//! Generic CRUD execution behind the `*CrudQueries` / `*CrudMutations`
//! objects generated by `#[derive(GraphQLOperations)]`.

use sqlx::SqlitePool;

use super::builder::{EntityQuery, FindManyArgs, execute_with_binds};
use super::traits::{
    AffectedRowsOutput, AggregateOutput, DatabaseEntity, DatabaseFilter, DatabaseOrderBy,
    FromSqlRow, InsertValues, SqlValue, UpdateAssignments, bind_all,
};
use crate::error::{ApiError, ApiResult};

fn require_unique<U: DatabaseFilter>(entity: &str, filter: &U) -> ApiResult<()> {
    if filter.is_empty() {
        return Err(ApiError::validation(format!(
            "{}WhereUniqueInput needs at least one field",
            entity
        )));
    }
    Ok(())
}

fn returning<E: DatabaseEntity>() -> String {
    E::column_names().join(", ")
}

/// `INSERT INTO t (a, b) VALUES (?, ?)` and its values.
fn insert_sql<E: DatabaseEntity, C: InsertValues>(data: &C) -> (String, Vec<SqlValue>) {
    let (columns, values): (Vec<&str>, Vec<SqlValue>) = data.insert_values().into_iter().unzip();
    let sql = if columns.is_empty() {
        format!("INSERT INTO {} DEFAULT VALUES", E::TABLE_NAME)
    } else {
        format!(
            "INSERT INTO {} ({}) VALUES ({})",
            E::TABLE_NAME,
            columns.join(", "),
            vec!["?"; columns.len()].join(", ")
        )
    };
    (sql, values)
}

pub async fn find_unique<E, U>(pool: &SqlitePool, filter: &U) -> ApiResult<Option<E>>
where
    E: DatabaseEntity + FromSqlRow,
    U: DatabaseFilter,
{
    require_unique(E::ENTITY_NAME, filter)?;
    EntityQuery::<E>::new().filter(filter).fetch_first(pool).await
}

pub async fn find_first<E, W, U, O>(
    pool: &SqlitePool,
    args: &FindManyArgs<W, U, O>,
) -> ApiResult<Option<E>>
where
    E: DatabaseEntity + FromSqlRow,
    W: DatabaseFilter,
    U: DatabaseFilter,
    O: DatabaseOrderBy,
{
    EntityQuery::<E>::new().apply(args)?.fetch_first(pool).await
}

pub async fn find_many<E, W, U, O>(pool: &SqlitePool, args: &FindManyArgs<W, U, O>) -> ApiResult<Vec<E>>
where
    E: DatabaseEntity + FromSqlRow,
    W: DatabaseFilter,
    U: DatabaseFilter,
    O: DatabaseOrderBy,
{
    EntityQuery::<E>::new().apply(args)?.fetch_all(pool).await
}

/// Aggregates over the rows selected by `args` (after cursor/take/skip).
pub async fn aggregate<E, A, W, U, O>(pool: &SqlitePool, args: &FindManyArgs<W, U, O>) -> ApiResult<A>
where
    E: DatabaseEntity + FromSqlRow,
    A: AggregateOutput,
    W: DatabaseFilter,
    U: DatabaseFilter,
    O: DatabaseOrderBy,
{
    let (inner, values) = EntityQuery::<E>::new().apply(args)?.build_sql();
    let sql = format!("SELECT {} FROM ({}) AS agg", A::select_exprs(), inner);
    tracing::debug!(sql = %sql, entity = E::ENTITY_NAME, "Executing aggregate query");

    let row = bind_all(&sql, &values).fetch_one(pool).await?;
    Ok(A::from_aggregate_row(&row)?)
}

pub async fn create_one<E, C>(pool: &SqlitePool, data: &C) -> ApiResult<E>
where
    E: DatabaseEntity + FromSqlRow,
    C: InsertValues,
{
    let (insert, values) = insert_sql::<E, C>(data);
    let sql = format!("{} RETURNING {}", insert, returning::<E>());
    tracing::debug!(sql = %sql, entity = E::ENTITY_NAME, "Creating record");

    let row = bind_all(&sql, &values).fetch_one(pool).await?;
    Ok(E::from_row(&row)?)
}

/// Insert every row in one transaction; any failure rolls back the batch.
pub async fn create_many<E, C>(pool: &SqlitePool, data: &[C]) -> ApiResult<AffectedRowsOutput>
where
    E: DatabaseEntity,
    C: InsertValues,
{
    let mut tx = pool.begin().await?;
    let mut count = 0;
    for item in data {
        let (sql, values) = insert_sql::<E, C>(item);
        count += bind_all(&sql, &values).execute(&mut *tx).await?.rows_affected();
    }
    tx.commit().await?;

    tracing::debug!(entity = E::ENTITY_NAME, count, "Created records");
    Ok(AffectedRowsOutput {
        count: count as i64,
    })
}

pub async fn update_one<E, D, U>(pool: &SqlitePool, data: &D, filter: &U) -> ApiResult<E>
where
    E: DatabaseEntity + FromSqlRow,
    D: UpdateAssignments,
    U: DatabaseFilter,
{
    require_unique(E::ENTITY_NAME, filter)?;
    let (assignments, assignment_values) = data.assignments()?;
    if assignments.is_empty() {
        return find_unique::<E, U>(pool, filter)
            .await?
            .ok_or_else(|| ApiError::not_found(E::ENTITY_NAME));
    }

    let (update, values) = EntityQuery::<E>::new()
        .filter(filter)
        .build_update_sql(assignments, assignment_values);
    let sql = format!("{} RETURNING {}", update, returning::<E>());
    tracing::debug!(sql = %sql, entity = E::ENTITY_NAME, "Updating record");

    match bind_all(&sql, &values).fetch_optional(pool).await? {
        Some(row) => Ok(E::from_row(&row)?),
        None => Err(ApiError::not_found(E::ENTITY_NAME)),
    }
}

pub async fn update_many<E, D, W>(pool: &SqlitePool, data: &D, filter: Option<&W>) -> ApiResult<AffectedRowsOutput>
where
    E: DatabaseEntity + FromSqlRow,
    D: UpdateAssignments,
    W: DatabaseFilter,
{
    let (assignments, assignment_values) = data.assignments()?;
    if assignments.is_empty() {
        return Ok(AffectedRowsOutput::default());
    }
    let mut query = EntityQuery::<E>::new();
    if let Some(filter) = filter {
        query = query.filter(filter);
    }
    let (sql, values) = query.build_update_sql(assignments, assignment_values);
    let count = execute_with_binds(&sql, &values, pool).await?;
    Ok(AffectedRowsOutput {
        count: count as i64,
    })
}

pub async fn delete_one<E, U>(pool: &SqlitePool, filter: &U) -> ApiResult<E>
where
    E: DatabaseEntity + FromSqlRow,
    U: DatabaseFilter,
{
    require_unique(E::ENTITY_NAME, filter)?;
    let (delete, values) = EntityQuery::<E>::new().filter(filter).build_delete_sql();
    let sql = format!("{} RETURNING {}", delete, returning::<E>());
    tracing::debug!(sql = %sql, entity = E::ENTITY_NAME, "Deleting record");

    match bind_all(&sql, &values).fetch_optional(pool).await? {
        Some(row) => Ok(E::from_row(&row)?),
        None => Err(ApiError::not_found(E::ENTITY_NAME)),
    }
}

pub async fn delete_many<E, W>(pool: &SqlitePool, filter: Option<&W>) -> ApiResult<AffectedRowsOutput>
where
    E: DatabaseEntity + FromSqlRow,
    W: DatabaseFilter,
{
    let mut query = EntityQuery::<E>::new();
    if let Some(filter) = filter {
        query = query.filter(filter);
    }
    let (sql, values) = query.build_delete_sql();
    let count = execute_with_binds(&sql, &values, pool).await?;
    Ok(AffectedRowsOutput {
        count: count as i64,
    })
}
######
From the entries, count the lines that hold the string "AggregateOutput". Nothing but the number is needed.

### Output for this exercise
2